También fue corresponsal en la Segunda Guerra Mundial, en Italia, de donde sacaría el material para uno de sus últimos libros, Al otro lado del río y entre los árboles –título sacado de las últimas palabras del militar sudista Thomas “Stonewall” Jackson, el brazo derecho de Lee en la Guerra Civil Americana. La novela narra la historia de un viejo general estadounidense, enfermo del corazón, que regresa a Venecia para vivir su última historia de amor junto a una jovencísima princesa italiana. El libro, publicado en 1951, fue tachado de pedante y amanerado, y muchos críticos consideraron que Hemingway estaba acabado. Sin embargo, al año siguiente publicó El viejo y el mar, una de sus obras maestras, y dos años después, en 1954, recibió el Premio Nobel.

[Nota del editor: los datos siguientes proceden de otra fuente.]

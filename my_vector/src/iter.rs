use std::iter::FusedIterator;
use std::ptr;
use std::slice;

use crate::raw::RawBuf;
use crate::MyVector;

impl<T> MyVector<T> {
    pub fn iter(&self) -> slice::Iter<'_, T> {
        self.as_slice().iter()
    }

    pub fn iter_mut(&mut self) -> slice::IterMut<'_, T> {
        self.as_mut_slice().iter_mut()
    }
}

/// Owning iterator; yields elements from either end.
///
/// Elements not consumed are dropped together with the buffer.
pub struct IntoIter<T> {
    buf: RawBuf<T>,
    start: usize,
    end: usize,
}

impl<T> IntoIterator for MyVector<T> {
    type Item = T;
    type IntoIter = IntoIter<T>;

    fn into_iter(self) -> IntoIter<T> {
        let (buf, len) = self.into_raw_parts();
        IntoIter {
            buf,
            start: 0,
            end: len,
        }
    }
}

impl<T> IntoIter<T> {
    /// The elements not yet yielded.
    pub fn as_slice(&self) -> &[T] {
        // SAFETY: slots [start, end) are still initialized.
        unsafe { slice::from_raw_parts(self.buf.ptr().add(self.start), self.end - self.start) }
    }
}

impl<T> Iterator for IntoIter<T> {
    type Item = T;

    fn next(&mut self) -> Option<T> {
        if self.start == self.end {
            return None;
        }
        // SAFETY: `start` is live and leaves the live range before the read
        // value is handed out.
        let item = unsafe { ptr::read(self.buf.ptr().add(self.start)) };
        self.start += 1;
        Some(item)
    }

    fn size_hint(&self) -> (usize, Option<usize>) {
        let len = self.end - self.start;
        (len, Some(len))
    }
}

impl<T> DoubleEndedIterator for IntoIter<T> {
    fn next_back(&mut self) -> Option<T> {
        if self.start == self.end {
            return None;
        }
        self.end -= 1;
        // SAFETY: `end` was the last live slot.
        Some(unsafe { ptr::read(self.buf.ptr().add(self.end)) })
    }
}

impl<T> ExactSizeIterator for IntoIter<T> {}

impl<T> FusedIterator for IntoIter<T> {}

impl<T> Drop for IntoIter<T> {
    fn drop(&mut self) {
        // SAFETY: only the slots that were never yielded are dropped; the
        // allocation itself goes with `buf`.
        unsafe {
            let rest = self.buf.ptr().add(self.start);
            ptr::drop_in_place(ptr::slice_from_raw_parts_mut(rest, self.end - self.start));
        }
    }
}

impl<'a, T> IntoIterator for &'a MyVector<T> {
    type Item = &'a T;
    type IntoIter = slice::Iter<'a, T>;

    fn into_iter(self) -> Self::IntoIter {
        self.iter()
    }
}

impl<'a, T> IntoIterator for &'a mut MyVector<T> {
    type Item = &'a mut T;
    type IntoIter = slice::IterMut<'a, T>;

    fn into_iter(self) -> Self::IntoIter {
        self.iter_mut()
    }
}

impl<T> FromIterator<T> for MyVector<T> {
    fn from_iter<I: IntoIterator<Item = T>>(iter: I) -> Self {
        let mut v = MyVector::new();
        v.extend(iter);
        v
    }
}

impl<T> Extend<T> for MyVector<T> {
    fn extend<I: IntoIterator<Item = T>>(&mut self, iter: I) {
        let iter = iter.into_iter();
        let (lower, _) = iter.size_hint();
        self.reserve(lower);
        for item in iter {
            self.push_back(item);
        }
    }
}

impl<'a, T: Copy + 'a> Extend<&'a T> for MyVector<T> {
    fn extend<I: IntoIterator<Item = &'a T>>(&mut self, iter: I) {
        self.extend(iter.into_iter().copied());
    }
}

Ninguna de esas alegrías finales le consoló del miedo a la vejez, del carácter depresivo que se iba agravando con el tiempo y del trastorno bipolar que le amenazaba cada tanto y del que no podían sacarlo ni los toros ni los vinos ni la pesca ni los libros. Vivía perdido en una suerte de gloria póstuma. Entró y salió de varios hospitales, batallando contra diversas dolencias, perseguido por la sombra de la enfermedad mental que había provocado el suicidio de su padre y de dos de sus hermanos. “Si no puedo vivir como yo quiero, la existencia es imposible” había escrito. A veces, las ansias de matarse eran desesperadas; un día su mujer lo encontró en el aparcamiento de un aeropuerto, registrando automóviles para ver si alguien se había dejado un revólver cargado en una guantera. El 2 de julio de 1961, en Ketchum, Idaho, se pegó un tiro con una escopeta. Nunca quedó claro si fue un suicidio o un accidente de caza.
Años después, el maestro de la ciencia–ficción Ray Bradbury, imaginó un relato fantástico en el que un admirador de Hemingway consigue una máquina del tiempo y viaja a Ketchum el mismo día del célebre suicidio. Ve al viejo caminando con una escopeta al hombro y logra convencerle de que entre en la máquina. Le pregunta qué día hubiera elegido para morir y Hemingway, sin dudar, replica que aquella mañana en que había estado a punto de estrellarse con una avioneta en Kenia, veinte o treinta años atrás. Entonces la máquina se eleva y Hemingway, con un suspiro de júbilo, murmura: “Estamos volando…”. Bradbury, al estilo de Chejov, no cuenta el final, pero no es difícil imaginar al fondo, inmensa, majestuosa, nimbada de nubes blancas, de sol africano y de nieves ecuatoriales, la cumbre del Kilimanjaro.